In operation, an AS 140 initiates a call request on behalf of an IMS user 110. In particular, the AS 140 inserts the P-Asserted-Identity representing the public user identity (from the initial IMS registration) of the user in a SIP INVITE in the signaling 101. In particular, the AS appends the “orig” parameter, which is the hard token in a call origination from the AS in a trust domain, to the URI in the topmost Route Header. As per the existing 3GPP TS 24.229 standard, there are two different cases here depending on whether the AS knows an S-CSCF of the public user identity on whose behalf the request is generated. If the AS knows the S-CSCF address for that user, where the public user identity on whose behalf the request is generated is registered or hosted (through a query in the unregistered case), then the AS 140 sends the request directly to the S-CSCF 130. However, if the AS does not know the S-CSCF address for that user, where the public user identity on whose behalf the request is generated is registered or hosted (through a query in the unregistered case), then AS sends the request to the entry point (e.g.
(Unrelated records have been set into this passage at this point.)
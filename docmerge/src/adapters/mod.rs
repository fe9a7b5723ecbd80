//! Per-format adapters.
//!
//! Every [`LogicalFormat`] has exactly one [`FormatAdapter`], registered in a
//! static table and looked up with [`adapter_for`]. Adapters are stateless
//! and synchronous; the pipeline decides when to yield between them.
//!
//! # Examples
//!
//! ```
//! use bytes::Bytes;
//! use docmerge::adapters::adapter_for;
//! use docmerge::format::LogicalFormat;
//!
//! let adapter = adapter_for(LogicalFormat::Txt);
//! let metadata = adapter.analyze(&Bytes::from_static(b"two words"));
//! assert_eq!(metadata.word_count, Some(2));
//! ```

pub mod docx;
pub mod pdf;
pub mod pptx;
pub mod text;
pub mod xlsx;

use crate::config::MergeOptions;
use crate::document::{DocumentMetadata, ProcessorResult, SourceDocument};
use crate::error::Result;
use crate::format::LogicalFormat;
use bytes::Bytes;

pub use docx::DocxAdapter;
pub use pdf::PdfAdapter;
pub use pptx::PptxAdapter;
pub use text::TextAdapter;
pub use xlsx::XlsxAdapter;

/// Maximum length of a preview, in characters.
pub const PREVIEW_LIMIT: usize = 600;

/// Analyze, preview, extract and merge one logical format.
pub trait FormatAdapter: Send + Sync {
    /// The format this adapter handles.
    fn format(&self) -> LogicalFormat;

    /// Best-effort metadata. Never fails; fields are left empty on error.
    fn analyze(&self, data: &Bytes) -> DocumentMetadata;

    /// Short human-readable summary, at most [`PREVIEW_LIMIT`] characters.
    fn preview(&self, data: &Bytes) -> String;

    /// All text content.
    fn extract_text(&self, data: &Bytes) -> Result<String>;

    /// Lightweight parse proving the bytes are usable.
    fn validate_structure(&self, data: &Bytes) -> Result<()>;

    /// Merge documents of this format into one output of the same format.
    fn merge_same_format(&self, sources: &[SourceDocument], options: &MergeOptions)
    -> ProcessorResult;

    /// Text handed to the conversion bridge.
    ///
    /// Defaults to [`extract_text`](Self::extract_text); tabular and
    /// structured formats override it.
    fn bridge_text(&self, data: &Bytes) -> Result<String> {
        self.extract_text(data)
    }
}

/// Registry indexed in [`LogicalFormat::ALL`] order.
static REGISTRY: [&dyn FormatAdapter; 6] = [
    &PdfAdapter,
    &DocxAdapter,
    &XlsxAdapter,
    &PptxAdapter,
    &TextAdapter::PLAIN,
    &TextAdapter::CSV,
];

/// The adapter registered for `format`.
pub fn adapter_for(format: LogicalFormat) -> &'static dyn FormatAdapter {
    REGISTRY[format as usize]
}

/// Count whitespace-separated words.
pub fn count_words(text: &str) -> u64 {
    text.split_whitespace().count() as u64
}

/// Cut `text` to at most [`PREVIEW_LIMIT`] characters, marking the cut.
pub fn bounded_preview(text: &str) -> String {
    let text = text.trim_end();
    if text.chars().count() <= PREVIEW_LIMIT {
        return text.to_string();
    }
    let mut cut: String = text.chars().take(PREVIEW_LIMIT - 3).collect();
    cut.push_str("...");
    cut
}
I-CSCF) of the public user identity's network.

In the first case, the S-CSCF 130 (acting as the originating S-CSCF) will download the Service Profile of the user indicated in the P-Asserted-Identity and depending on the value set for the new SIP parameter in user's service profile defined above, it will allow/not allow the request.

In the second case, the I-CSCF 130 (acting as the originating I-CSCF) will perform Cx LIR (Location Information Request) to the HSS 150 and, in case the originating user (indicated by the P-Asserted-Identity) is not a local IMS network user, the HSS returns a Cx LIA message indicating the appropriate Diameter error (user not found), depending on the value set for the new I-CSCF SIP parameter defined above, it will allow/not allow the request. In case the originating user is a local IMS network user and, in case the SIP parameter is set to “allow” (for that user), the HSS 150 will return a Cx LIA (Location Information Author) message as per current standards. In case the SIP parameter is set to “not allow” (for that user), the HSS will return a Cx LIA message indicating the appropriate Diameter error (request not allowed). In this case, I-CSCF 130 will reject the request from AS 140.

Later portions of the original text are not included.